- [Task objective]: Pull every line with the word "struct" out of the entries below.

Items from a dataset
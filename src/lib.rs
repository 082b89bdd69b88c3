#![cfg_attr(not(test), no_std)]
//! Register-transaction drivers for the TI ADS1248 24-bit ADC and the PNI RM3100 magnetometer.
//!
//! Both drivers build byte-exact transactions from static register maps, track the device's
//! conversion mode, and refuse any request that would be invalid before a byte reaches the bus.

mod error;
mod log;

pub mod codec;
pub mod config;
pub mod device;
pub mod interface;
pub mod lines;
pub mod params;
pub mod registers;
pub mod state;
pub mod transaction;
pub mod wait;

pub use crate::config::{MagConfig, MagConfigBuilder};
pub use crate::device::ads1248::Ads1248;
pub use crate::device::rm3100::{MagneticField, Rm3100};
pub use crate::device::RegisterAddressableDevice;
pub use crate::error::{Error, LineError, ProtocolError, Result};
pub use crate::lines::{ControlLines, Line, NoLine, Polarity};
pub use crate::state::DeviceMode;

---

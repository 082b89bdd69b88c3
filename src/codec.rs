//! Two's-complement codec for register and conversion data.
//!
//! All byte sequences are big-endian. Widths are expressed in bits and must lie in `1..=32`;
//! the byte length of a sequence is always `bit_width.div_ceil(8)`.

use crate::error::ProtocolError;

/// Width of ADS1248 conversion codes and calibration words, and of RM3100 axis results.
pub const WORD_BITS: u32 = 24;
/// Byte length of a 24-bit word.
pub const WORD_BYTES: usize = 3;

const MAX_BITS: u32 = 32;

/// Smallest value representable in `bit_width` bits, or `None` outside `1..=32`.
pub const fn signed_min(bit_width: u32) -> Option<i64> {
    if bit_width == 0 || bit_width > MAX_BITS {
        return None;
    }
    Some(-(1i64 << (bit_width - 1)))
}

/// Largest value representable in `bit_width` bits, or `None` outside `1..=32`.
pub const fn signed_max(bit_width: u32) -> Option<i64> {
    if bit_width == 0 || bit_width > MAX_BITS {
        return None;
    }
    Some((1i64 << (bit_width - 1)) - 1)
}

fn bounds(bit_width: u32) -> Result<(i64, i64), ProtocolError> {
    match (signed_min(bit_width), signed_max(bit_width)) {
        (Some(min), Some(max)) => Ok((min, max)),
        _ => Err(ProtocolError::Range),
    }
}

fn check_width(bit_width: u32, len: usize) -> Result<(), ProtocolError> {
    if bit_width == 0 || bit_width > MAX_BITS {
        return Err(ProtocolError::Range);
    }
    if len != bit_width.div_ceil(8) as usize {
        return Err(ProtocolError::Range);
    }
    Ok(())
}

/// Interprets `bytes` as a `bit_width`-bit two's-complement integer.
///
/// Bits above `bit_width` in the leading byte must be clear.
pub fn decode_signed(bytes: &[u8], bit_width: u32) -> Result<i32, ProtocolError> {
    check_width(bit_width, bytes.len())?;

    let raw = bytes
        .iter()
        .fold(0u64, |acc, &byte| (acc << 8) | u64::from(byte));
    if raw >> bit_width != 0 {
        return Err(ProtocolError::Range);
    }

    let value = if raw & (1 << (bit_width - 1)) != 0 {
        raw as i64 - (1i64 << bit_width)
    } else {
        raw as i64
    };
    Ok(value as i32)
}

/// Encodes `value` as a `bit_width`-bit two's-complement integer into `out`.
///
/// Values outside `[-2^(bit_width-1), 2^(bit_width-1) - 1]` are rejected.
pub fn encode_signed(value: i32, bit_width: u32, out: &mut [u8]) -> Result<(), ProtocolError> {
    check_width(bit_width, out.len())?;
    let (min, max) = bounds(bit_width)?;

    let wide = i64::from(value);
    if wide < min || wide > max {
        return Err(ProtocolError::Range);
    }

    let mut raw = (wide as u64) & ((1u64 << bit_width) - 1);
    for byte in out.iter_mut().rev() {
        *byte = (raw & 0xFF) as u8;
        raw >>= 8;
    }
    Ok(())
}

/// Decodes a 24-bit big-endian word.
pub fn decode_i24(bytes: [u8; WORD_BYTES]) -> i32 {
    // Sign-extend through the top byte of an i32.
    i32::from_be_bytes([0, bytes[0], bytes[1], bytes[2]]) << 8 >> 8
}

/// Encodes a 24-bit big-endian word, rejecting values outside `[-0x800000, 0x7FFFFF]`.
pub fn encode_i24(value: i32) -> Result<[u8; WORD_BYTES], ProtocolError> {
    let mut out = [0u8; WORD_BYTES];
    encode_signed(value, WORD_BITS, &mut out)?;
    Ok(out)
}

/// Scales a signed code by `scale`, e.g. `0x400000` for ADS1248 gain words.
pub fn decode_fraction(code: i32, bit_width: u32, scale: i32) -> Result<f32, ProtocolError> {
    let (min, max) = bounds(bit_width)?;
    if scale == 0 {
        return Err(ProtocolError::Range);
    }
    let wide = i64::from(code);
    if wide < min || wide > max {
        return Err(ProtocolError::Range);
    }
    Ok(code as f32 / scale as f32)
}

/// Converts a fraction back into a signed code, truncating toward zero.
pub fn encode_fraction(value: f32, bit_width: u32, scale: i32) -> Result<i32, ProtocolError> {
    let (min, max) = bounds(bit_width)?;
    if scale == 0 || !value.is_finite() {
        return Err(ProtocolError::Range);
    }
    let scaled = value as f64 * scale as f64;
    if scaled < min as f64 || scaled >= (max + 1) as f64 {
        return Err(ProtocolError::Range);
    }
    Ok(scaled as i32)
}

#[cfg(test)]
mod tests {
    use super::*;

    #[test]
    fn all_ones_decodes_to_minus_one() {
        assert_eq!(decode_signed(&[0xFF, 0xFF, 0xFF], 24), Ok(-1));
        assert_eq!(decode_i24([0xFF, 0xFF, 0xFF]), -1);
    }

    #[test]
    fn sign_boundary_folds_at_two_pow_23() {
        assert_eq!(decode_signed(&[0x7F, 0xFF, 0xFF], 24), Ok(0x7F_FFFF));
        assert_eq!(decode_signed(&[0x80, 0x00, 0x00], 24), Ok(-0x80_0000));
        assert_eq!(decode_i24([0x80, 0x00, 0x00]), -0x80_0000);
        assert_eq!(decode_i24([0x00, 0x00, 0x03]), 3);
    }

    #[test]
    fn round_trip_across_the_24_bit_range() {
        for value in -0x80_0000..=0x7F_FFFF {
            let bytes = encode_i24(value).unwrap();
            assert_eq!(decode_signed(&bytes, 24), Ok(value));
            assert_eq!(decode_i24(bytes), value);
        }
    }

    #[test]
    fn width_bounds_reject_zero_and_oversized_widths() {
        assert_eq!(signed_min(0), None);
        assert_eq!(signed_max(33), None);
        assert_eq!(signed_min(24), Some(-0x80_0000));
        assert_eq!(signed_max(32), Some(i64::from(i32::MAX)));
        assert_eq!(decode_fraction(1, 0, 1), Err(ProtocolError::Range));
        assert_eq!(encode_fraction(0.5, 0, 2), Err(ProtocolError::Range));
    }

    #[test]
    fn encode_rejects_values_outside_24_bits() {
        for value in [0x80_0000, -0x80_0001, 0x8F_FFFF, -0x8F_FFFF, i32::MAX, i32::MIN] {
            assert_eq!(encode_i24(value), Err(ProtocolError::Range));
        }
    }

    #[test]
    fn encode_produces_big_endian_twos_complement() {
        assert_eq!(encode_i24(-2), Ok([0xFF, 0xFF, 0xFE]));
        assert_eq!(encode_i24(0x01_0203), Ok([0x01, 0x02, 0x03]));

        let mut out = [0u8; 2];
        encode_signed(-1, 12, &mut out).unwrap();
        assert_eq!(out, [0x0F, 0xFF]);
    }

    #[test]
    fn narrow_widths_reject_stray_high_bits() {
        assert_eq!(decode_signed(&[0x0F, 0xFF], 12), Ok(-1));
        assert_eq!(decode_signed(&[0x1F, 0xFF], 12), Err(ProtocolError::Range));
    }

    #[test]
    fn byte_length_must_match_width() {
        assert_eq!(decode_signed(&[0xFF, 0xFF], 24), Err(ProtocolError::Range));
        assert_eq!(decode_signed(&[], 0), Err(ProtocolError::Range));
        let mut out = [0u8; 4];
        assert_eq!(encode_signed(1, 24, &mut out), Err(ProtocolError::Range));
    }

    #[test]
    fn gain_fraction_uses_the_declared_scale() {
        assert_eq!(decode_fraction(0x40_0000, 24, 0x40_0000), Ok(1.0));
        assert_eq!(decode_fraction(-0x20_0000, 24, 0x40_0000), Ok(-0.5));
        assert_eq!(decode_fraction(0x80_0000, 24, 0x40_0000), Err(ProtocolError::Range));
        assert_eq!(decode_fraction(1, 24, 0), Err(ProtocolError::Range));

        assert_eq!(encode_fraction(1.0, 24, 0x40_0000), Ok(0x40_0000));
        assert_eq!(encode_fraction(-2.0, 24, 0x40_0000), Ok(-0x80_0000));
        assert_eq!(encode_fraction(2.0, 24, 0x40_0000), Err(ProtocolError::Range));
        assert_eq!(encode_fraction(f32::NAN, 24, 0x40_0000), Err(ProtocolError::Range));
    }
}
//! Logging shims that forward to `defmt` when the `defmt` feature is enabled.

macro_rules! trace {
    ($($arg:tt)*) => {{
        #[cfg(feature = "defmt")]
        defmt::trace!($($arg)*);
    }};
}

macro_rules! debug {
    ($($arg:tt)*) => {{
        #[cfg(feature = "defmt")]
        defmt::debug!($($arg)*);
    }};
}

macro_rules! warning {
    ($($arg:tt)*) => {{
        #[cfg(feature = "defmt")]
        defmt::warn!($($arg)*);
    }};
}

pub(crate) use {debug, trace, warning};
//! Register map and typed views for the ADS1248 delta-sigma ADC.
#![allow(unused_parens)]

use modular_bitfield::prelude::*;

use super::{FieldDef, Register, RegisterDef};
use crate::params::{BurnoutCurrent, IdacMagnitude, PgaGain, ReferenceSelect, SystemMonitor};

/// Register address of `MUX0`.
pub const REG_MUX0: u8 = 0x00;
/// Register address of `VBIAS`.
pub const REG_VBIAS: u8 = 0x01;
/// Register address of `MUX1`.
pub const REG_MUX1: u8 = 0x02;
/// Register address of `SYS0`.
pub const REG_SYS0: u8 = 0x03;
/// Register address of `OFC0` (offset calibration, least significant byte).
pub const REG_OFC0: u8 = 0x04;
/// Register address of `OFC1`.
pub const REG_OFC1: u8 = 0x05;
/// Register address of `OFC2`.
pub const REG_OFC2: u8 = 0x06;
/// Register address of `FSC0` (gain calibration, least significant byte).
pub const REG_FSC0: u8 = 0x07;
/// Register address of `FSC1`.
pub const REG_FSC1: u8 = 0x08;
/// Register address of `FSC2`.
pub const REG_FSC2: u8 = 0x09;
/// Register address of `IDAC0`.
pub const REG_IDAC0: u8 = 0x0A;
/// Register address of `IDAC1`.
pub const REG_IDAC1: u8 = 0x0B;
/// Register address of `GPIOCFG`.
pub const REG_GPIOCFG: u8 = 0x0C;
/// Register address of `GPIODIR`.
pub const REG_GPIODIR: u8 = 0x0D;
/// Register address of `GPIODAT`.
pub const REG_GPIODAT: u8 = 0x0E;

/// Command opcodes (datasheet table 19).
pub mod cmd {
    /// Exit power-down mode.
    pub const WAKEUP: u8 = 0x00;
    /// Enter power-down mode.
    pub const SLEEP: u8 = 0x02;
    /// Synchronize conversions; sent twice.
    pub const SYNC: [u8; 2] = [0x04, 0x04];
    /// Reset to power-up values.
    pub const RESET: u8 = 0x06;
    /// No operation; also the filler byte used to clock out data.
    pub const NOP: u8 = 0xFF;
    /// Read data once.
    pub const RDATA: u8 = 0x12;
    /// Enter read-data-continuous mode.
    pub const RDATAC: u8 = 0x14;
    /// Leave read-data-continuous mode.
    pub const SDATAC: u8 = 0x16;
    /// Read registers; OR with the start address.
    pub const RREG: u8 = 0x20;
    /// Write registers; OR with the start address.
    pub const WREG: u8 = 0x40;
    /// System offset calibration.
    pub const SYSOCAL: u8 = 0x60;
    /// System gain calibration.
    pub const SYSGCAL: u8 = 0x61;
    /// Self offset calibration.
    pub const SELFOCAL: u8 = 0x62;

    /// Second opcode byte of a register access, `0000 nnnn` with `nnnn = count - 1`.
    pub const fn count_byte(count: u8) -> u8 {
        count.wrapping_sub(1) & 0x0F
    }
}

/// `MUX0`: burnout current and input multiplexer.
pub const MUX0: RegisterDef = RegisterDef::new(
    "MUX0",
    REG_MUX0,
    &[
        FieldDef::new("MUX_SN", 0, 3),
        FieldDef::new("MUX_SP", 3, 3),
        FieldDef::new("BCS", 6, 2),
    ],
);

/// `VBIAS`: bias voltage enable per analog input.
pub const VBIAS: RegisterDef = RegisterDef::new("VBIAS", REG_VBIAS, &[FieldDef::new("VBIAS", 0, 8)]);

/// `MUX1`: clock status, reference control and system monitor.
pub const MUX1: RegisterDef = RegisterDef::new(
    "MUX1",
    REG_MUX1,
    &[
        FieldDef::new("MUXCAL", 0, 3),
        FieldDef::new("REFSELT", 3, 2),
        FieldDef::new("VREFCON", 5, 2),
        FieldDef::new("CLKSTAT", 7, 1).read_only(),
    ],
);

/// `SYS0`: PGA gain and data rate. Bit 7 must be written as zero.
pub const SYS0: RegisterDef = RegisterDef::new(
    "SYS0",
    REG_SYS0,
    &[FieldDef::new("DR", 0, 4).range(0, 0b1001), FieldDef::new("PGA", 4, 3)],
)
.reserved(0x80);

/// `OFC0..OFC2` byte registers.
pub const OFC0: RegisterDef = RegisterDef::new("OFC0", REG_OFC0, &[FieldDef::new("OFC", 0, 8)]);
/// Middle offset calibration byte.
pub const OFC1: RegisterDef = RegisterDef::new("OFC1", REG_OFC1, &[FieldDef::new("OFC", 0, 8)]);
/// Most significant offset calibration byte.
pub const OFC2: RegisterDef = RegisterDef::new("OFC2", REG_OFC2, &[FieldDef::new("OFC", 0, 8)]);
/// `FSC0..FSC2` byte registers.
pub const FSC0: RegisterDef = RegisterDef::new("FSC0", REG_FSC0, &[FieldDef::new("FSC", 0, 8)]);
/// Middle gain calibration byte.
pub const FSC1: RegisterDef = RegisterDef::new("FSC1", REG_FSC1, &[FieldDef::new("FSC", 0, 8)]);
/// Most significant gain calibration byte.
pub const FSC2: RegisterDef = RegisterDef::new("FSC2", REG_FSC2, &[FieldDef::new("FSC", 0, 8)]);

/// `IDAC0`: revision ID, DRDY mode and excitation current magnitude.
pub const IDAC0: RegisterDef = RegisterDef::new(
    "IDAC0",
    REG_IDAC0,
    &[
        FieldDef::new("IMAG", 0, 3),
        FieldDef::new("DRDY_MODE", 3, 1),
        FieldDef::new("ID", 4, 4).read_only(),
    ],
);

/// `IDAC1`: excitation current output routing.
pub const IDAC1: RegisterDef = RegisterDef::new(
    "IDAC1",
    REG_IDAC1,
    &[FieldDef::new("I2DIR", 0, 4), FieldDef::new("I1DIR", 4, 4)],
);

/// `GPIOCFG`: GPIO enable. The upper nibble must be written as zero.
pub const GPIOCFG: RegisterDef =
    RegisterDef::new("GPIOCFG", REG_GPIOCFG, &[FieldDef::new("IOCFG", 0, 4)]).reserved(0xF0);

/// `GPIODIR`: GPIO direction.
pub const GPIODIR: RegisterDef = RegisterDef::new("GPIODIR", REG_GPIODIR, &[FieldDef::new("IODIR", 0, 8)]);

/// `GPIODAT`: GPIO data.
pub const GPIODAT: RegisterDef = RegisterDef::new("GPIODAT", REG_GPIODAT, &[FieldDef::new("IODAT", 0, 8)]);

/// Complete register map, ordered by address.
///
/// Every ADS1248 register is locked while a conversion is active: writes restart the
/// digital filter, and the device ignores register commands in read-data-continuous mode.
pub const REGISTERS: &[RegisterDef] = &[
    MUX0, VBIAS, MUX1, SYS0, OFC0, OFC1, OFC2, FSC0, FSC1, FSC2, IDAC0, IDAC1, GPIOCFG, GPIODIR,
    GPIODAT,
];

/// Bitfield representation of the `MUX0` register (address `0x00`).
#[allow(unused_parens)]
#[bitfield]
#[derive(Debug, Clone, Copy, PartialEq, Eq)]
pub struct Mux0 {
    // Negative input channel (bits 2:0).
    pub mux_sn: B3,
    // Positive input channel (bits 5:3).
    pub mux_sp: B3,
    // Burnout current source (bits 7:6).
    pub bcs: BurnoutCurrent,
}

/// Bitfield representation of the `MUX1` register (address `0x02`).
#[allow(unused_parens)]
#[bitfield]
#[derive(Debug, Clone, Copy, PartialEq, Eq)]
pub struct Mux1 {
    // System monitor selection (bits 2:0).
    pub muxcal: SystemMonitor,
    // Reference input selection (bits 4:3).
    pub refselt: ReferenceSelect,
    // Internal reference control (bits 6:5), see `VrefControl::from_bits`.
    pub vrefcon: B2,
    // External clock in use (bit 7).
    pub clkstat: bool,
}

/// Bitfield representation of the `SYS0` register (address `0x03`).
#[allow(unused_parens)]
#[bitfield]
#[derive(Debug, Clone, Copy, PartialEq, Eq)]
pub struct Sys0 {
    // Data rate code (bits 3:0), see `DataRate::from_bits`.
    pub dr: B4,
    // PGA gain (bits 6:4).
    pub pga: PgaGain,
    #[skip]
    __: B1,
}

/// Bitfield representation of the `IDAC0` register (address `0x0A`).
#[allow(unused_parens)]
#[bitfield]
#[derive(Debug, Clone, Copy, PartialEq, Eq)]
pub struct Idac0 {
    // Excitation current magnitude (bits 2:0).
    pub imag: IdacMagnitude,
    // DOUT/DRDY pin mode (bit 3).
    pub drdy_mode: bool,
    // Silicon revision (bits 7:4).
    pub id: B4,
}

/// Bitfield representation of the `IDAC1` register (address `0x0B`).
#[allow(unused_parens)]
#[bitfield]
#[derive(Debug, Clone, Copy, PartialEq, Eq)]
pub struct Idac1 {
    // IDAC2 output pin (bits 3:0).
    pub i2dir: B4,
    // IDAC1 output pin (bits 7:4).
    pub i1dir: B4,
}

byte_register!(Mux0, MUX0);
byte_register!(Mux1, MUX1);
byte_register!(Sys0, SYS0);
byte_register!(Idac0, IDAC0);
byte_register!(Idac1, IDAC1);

- [Output of the task]:
pub struct Mux0 {
pub struct Mux1 {
pub struct Sys0 {
pub struct Idac0 {
pub struct Idac1 {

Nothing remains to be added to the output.